[nnc] Per-operator benchmarks#51093
Conversation
Operator level benchmarks comparing eager-mode PyTorch to NNC-generated fused kernels. We wouldn't normally see these in isolation, but it points out where NNC is falling short (or doing well). I threw in a composed hardswish for fun, because it's my favorite activation function. Notably, it exposes a bug in our build process that's preventing vectorization from using `sleef`, so we're using scalar calls to libm with predictably lousy performance. Fix incoming. This benchmark is similar to the pure NNC approach in `microbenchmarks.py`, but will include the overhead of dispatching the fused kernel through TorchScript. Differential Revision: [D26069791](https://our.internmc.facebook.com/intern/diff/D26069791/) **NOTE FOR REVIEWERS**: This PR has internal Facebook specific changes or comments, please review them on [Phabricator](https://our.internmc.facebook.com/intern/diff/D26069791/)! [ghstack-poisoned]

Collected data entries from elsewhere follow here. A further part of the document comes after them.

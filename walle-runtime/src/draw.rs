//! Rasterization of the drawing commands.
//!
//! Shape functions only compute pixel coordinates. Painting them (brush footprint, blending,
//! progress reporting) is left to the caller so that every pixel write goes through one place.

use std::collections::HashSet;
use std::ops::Range;

use walle_value::Color;

use crate::canvas::Canvas;

/// A pixel coordinate. Coordinates may lie outside the canvas.
pub type Point = (i64, i64);

/// Composes `src` over `dst` with straight alpha. Channels are truncated to whole bytes.
pub fn blend(dst: Color, src: Color) -> Color {
    match src.a {
        255 => src,
        0 => dst,
        alpha => {
            let alpha = alpha as u32;
            let channel = |s: u8, d: u8| ((s as u32 * alpha + d as u32 * (255 - alpha)) / 255) as u8;
            Color::rgba(
                channel(src.r, dst.r),
                channel(src.g, dst.g),
                channel(src.b, dst.b),
                (alpha + dst.a as u32 * (255 - alpha) / 255) as u8,
            )
        }
    }
}

/// Square brush footprint of side `size` centered on (`x`, `y`).
/// `size` is always a positive odd number.
pub fn stamp(x: i64, y: i64, size: i64) -> impl Iterator<Item = Point> {
    let half = size / 2;
    (y - half..=y + half).flat_map(move |py| (x - half..=x + half).map(move |px| (px, py)))
}

/// Range of steps `i` in `0..steps` for which `start + dir * i` lies in `[-margin, extent + margin)`.
/// Lets long strokes skip the part that can never touch the canvas.
fn visible_steps(start: i64, dir: i64, steps: i64, extent: usize, margin: i64) -> Range<i64> {
    let lo = -(margin as i128);
    let hi = extent as i128 + margin as i128 - 1;
    let start = start as i128;
    let (first, last) = match dir {
        0 if (lo..=hi).contains(&start) => return 0..steps,
        0 => return 0..0,
        1 => (lo - start, hi - start),
        _ => (start - hi, start - lo),
    };
    let first = first.max(0);
    let last = last.min(steps as i128 - 1);
    if first > last {
        0..0
    } else {
        first as i64..last as i64 + 1
    }
}

/// Centers of a stroke of `steps` pixels from (`x`, `y`) along (`dir_x`, `dir_y`), clipped to
/// the steps that can reach `canvas` with a brush of `size`.
pub fn line(canvas: &Canvas, (x, y): Point, (dir_x, dir_y): Point, steps: i64, size: i64) -> Vec<Point> {
    let margin = size / 2;
    let xs = visible_steps(x, dir_x, steps, canvas.width(), margin);
    let ys = visible_steps(y, dir_y, steps, canvas.height(), margin);
    (xs.start.max(ys.start)..xs.end.min(ys.end))
        .map(|i| (x + dir_x * i, y + dir_y * i))
        .collect()
}

/// Boundary of a circle with midpoint (Bresenham) rasterization. Every point appears once.
pub fn circle_outline((cx, cy): Point, radius: i64) -> Vec<Point> {
    let mut points = Vec::new();
    let mut seen = HashSet::new();
    let mut push = |point: Point| {
        if seen.insert(point) {
            points.push(point);
        }
    };

    let (mut x, mut y) = (0, radius);
    let mut d = 3 - 2 * radius;
    while y >= x {
        for &(px, py) in &[(x, y), (y, x)] {
            push((cx + px, cy + py));
            push((cx - px, cy + py));
            push((cx + px, cy - py));
            push((cx - px, cy - py));
        }
        x += 1;
        if d > 0 {
            y -= 1;
            d += 4 * (x - y) + 10;
        } else {
            d += 4 * x + 6;
        }
    }
    points
}

/// Every point of `canvas` within `radius` of the center.
pub fn circle_filled(canvas: &Canvas, (cx, cy): Point, radius: i64) -> Vec<Point> {
    let r2 = radius as i128 * radius as i128;
    let rows = clip(cy - radius, cy + radius, canvas.height());
    let cols = clip(cx - radius, cx + radius, canvas.width());
    rows.flat_map(|y| cols.clone().map(move |x| (x, y)))
        .filter(|&(x, y)| {
            let (dx, dy) = ((x - cx) as i128, (y - cy) as i128);
            dx * dx + dy * dy <= r2
        })
        .collect()
}

/// Border of the `width` x `height` rectangle whose top left corner is `left_top`, clipped
/// to the parts reachable with a brush of `size`. Every point appears once.
pub fn rectangle_outline(
    canvas: &Canvas,
    (left, top): Point,
    width: i64,
    height: i64,
    size: i64,
) -> Vec<Point> {
    let right = left.saturating_add(width - 1);
    let bottom = top.saturating_add(height - 1);
    let mut points = Vec::new();
    let mut seen = HashSet::new();
    let sides = [
        ((left, top), (1, 0), width),
        ((right, top), (0, 1), height),
        ((right, bottom), (-1, 0), width),
        ((left, bottom), (0, -1), height),
    ];
    for (start, dir, steps) in sides {
        for point in line(canvas, start, dir, steps, size) {
            if seen.insert(point) {
                points.push(point);
            }
        }
    }
    points
}

/// Every point of `canvas` inside the `width` x `height` rectangle at `left_top`.
pub fn rectangle_filled(canvas: &Canvas, (left, top): Point, width: i64, height: i64) -> Vec<Point> {
    let rows = clip(top, top.saturating_add(height - 1), canvas.height());
    let cols = clip(left, left.saturating_add(width - 1), canvas.width());
    rows.flat_map(|y| cols.clone().map(move |x| (x, y)))
        .collect()
}

/// The 4-connected region of pixels with exactly the seed's color.
/// Empty if the seed is outside the canvas or already has color `fill`.
pub fn flood_region(canvas: &Canvas, (x, y): Point, fill: Color) -> Vec<Point> {
    if !canvas.in_bounds(x, y) {
        return Vec::new();
    }
    let target = canvas.get(x, y);
    if target == fill {
        return Vec::new();
    }

    let mut region = Vec::new();
    let mut visited = HashSet::new();
    let mut stack = vec![(x, y)];
    while let Some((px, py)) = stack.pop() {
        if !canvas.in_bounds(px, py) || canvas.get(px, py) != target || !visited.insert((px, py)) {
            continue;
        }
        region.push((px, py));
        stack.extend_from_slice(&[(px + 1, py), (px - 1, py), (px, py + 1), (px, py - 1)]);
    }
    region
}

/// Intersection of the inclusive span `from..=to` with `0..extent`.
fn clip(from: i64, to: i64, extent: usize) -> Range<i64> {
    from.max(0)..to.saturating_add(1).min(extent as i64).max(from.max(0))
}

#[cfg(test)]
mod tests {
    use super::*;

    fn sorted(mut points: Vec<Point>) -> Vec<Point> {
        points.sort_unstable();
        points
    }

    #[test]
    fn test_blend() {
        let red = Color::rgb(255, 0, 0);
        assert_eq!(blend(Color::WHITE, red), red);
        assert_eq!(blend(red, Color::TRANSPARENT), red);
        assert_eq!(
            blend(Color::WHITE, Color::rgba(0, 0, 0, 128)),
            Color::rgba(127, 127, 127, 255)
        );
        assert_eq!(
            blend(Color::TRANSPARENT, Color::rgba(255, 0, 0, 51)),
            Color::rgba(51, 0, 0, 51)
        );
    }

    #[test]
    fn test_stamp() {
        assert_eq!(stamp(3, 4, 1).collect::<Vec<_>>(), vec![(3, 4)]);
        let square: Vec<_> = stamp(0, 0, 3).collect();
        assert_eq!(square.len(), 9);
        assert!(square.contains(&(-1, -1)) && square.contains(&(1, 1)));
    }

    #[test]
    fn test_line() {
        let canvas = Canvas::new(10, 10);
        assert_eq!(
            line(&canvas, (0, 0), (1, 0), 5, 1),
            vec![(0, 0), (1, 0), (2, 0), (3, 0), (4, 0)]
        );
        assert_eq!(line(&canvas, (2, 2), (-1, 1), 3, 1), vec![(2, 2), (1, 3), (0, 4)]);
        assert!(line(&canvas, (0, 0), (1, 0), 0, 1).is_empty());
    }

    #[test]
    fn test_line_is_clipped() {
        let canvas = Canvas::new(10, 10);
        let points = line(&canvas, (0, 5), (1, 0), i64::MAX, 1);
        assert_eq!(points.len(), 10);
        assert_eq!(points.last(), Some(&(9, 5)));

        // a wide brush still reaches the canvas from just outside
        let points = line(&canvas, (-3, 5), (1, 0), 2, 5);
        assert_eq!(points, vec![(-2, 5)]);
        assert!(line(&canvas, (-3, 5), (1, 0), 2, 1).is_empty());
        assert!(line(&canvas, (0, 20), (1, 0), 5, 1).is_empty());
        assert_eq!(line(&canvas, (12, 12), (-1, -1), 10, 1).len(), 7);
    }

    #[test]
    fn test_circle_outline() {
        let points = sorted(circle_outline((0, 0), 3));
        let expected = sorted(vec![
            (0, 3), (0, -3), (3, 0), (-3, 0),
            (1, 3), (-1, 3), (1, -3), (-1, -3),
            (3, 1), (-3, 1), (3, -1), (-3, -1),
            (2, 2), (-2, 2), (2, -2), (-2, -2),
        ]);
        assert_eq!(points, expected);
        assert!(!points.contains(&(0, 0)));
    }

    #[test]
    fn test_circle_filled() {
        let canvas = Canvas::new(20, 20);
        let points = circle_filled(&canvas, (10, 10), 2);
        assert_eq!(points.len(), 13);
        assert!(points.contains(&(10, 10)) && points.contains(&(12, 10)));
        assert!(!points.contains(&(12, 12)));

        // only the visible quarter
        assert_eq!(circle_filled(&canvas, (0, 0), 1).len(), 3);
    }

    #[test]
    fn test_rectangle() {
        let canvas = Canvas::new(10, 10);
        let outline = rectangle_outline(&canvas, (1, 1), 3, 2, 1);
        assert_eq!(
            sorted(outline),
            sorted(vec![(1, 1), (2, 1), (3, 1), (1, 2), (2, 2), (3, 2)])
        );
        assert_eq!(rectangle_outline(&canvas, (0, 0), 4, 4, 1).len(), 12);
        assert_eq!(rectangle_filled(&canvas, (0, 0), 4, 4).len(), 16);
        assert_eq!(rectangle_filled(&canvas, (8, 8), 4, 4).len(), 4);
        assert!(rectangle_filled(&canvas, (-10, 0), 4, 4).is_empty());
    }

    #[test]
    fn test_flood_region() {
        let mut canvas = Canvas::new(5, 5);
        // vertical wall at x = 2
        for y in 0..5 {
            canvas.set(2, y, Color::BLACK);
        }
        let region = flood_region(&canvas, (0, 0), Color::rgb(255, 0, 0));
        assert_eq!(region.len(), 10);
        assert!(region.iter().all(|&(x, _)| x < 2));

        assert!(flood_region(&canvas, (2, 2), Color::BLACK).is_empty());
        assert!(flood_region(&canvas, (-1, 0), Color::BLACK).is_empty());
    }
}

💊 CI failures summary and remediationsAs of commit 18d8ecd (more details on the Dr. CI page):
🕵️ 1 new failure recognized by patternsThe following CI failures do not appear to be due to upstream breakages:
|
Operator level benchmarks comparing eager-mode PyTorch to NNC-generated fused kernels. We wouldn't normally see these in isolation, but it points out where NNC is falling short (or doing well). I threw in a composed hardswish for fun, because it's my favorite activation function. Notably, it exposes a bug in our build process that's preventing vectorization from using `sleef`, so we're using scalar calls to libm with predictably lousy performance. Fix incoming. This benchmark is similar to the pure NNC approach in `microbenchmarks.py`, but will include the overhead of dispatching the fused kernel through TorchScript. Differential Revision: [D26069791](https://our.internmc.facebook.com/intern/diff/D26069791/) **NOTE FOR REVIEWERS**: This PR has internal Facebook specific changes or comments, please review them on [Phabricator](https://our.internmc.facebook.com/intern/diff/D26069791/)! ghstack-source-id: 120375140 Pull Request resolved: #51093
|
Results: |
| traced = torch.jit.trace(lambda x: op(x), (x)) | ||
| [traced(x) for _ in range(2)] | ||
| torch.testing.assert_allclose(op(x), traced(x)) | ||
| teager = timeit.timeit(stmt="op(x)", globals=globals(), number=100) |
There was a problem hiding this comment.
Minor: maybe a warmup to be more faithful?
Also disable the multi-threading in PyTorch from the benchmark with torch.set_num_threads(1)?
There was a problem hiding this comment.
Heh, I always nuke threading from orbit with numactl or taskset but yeah good idea.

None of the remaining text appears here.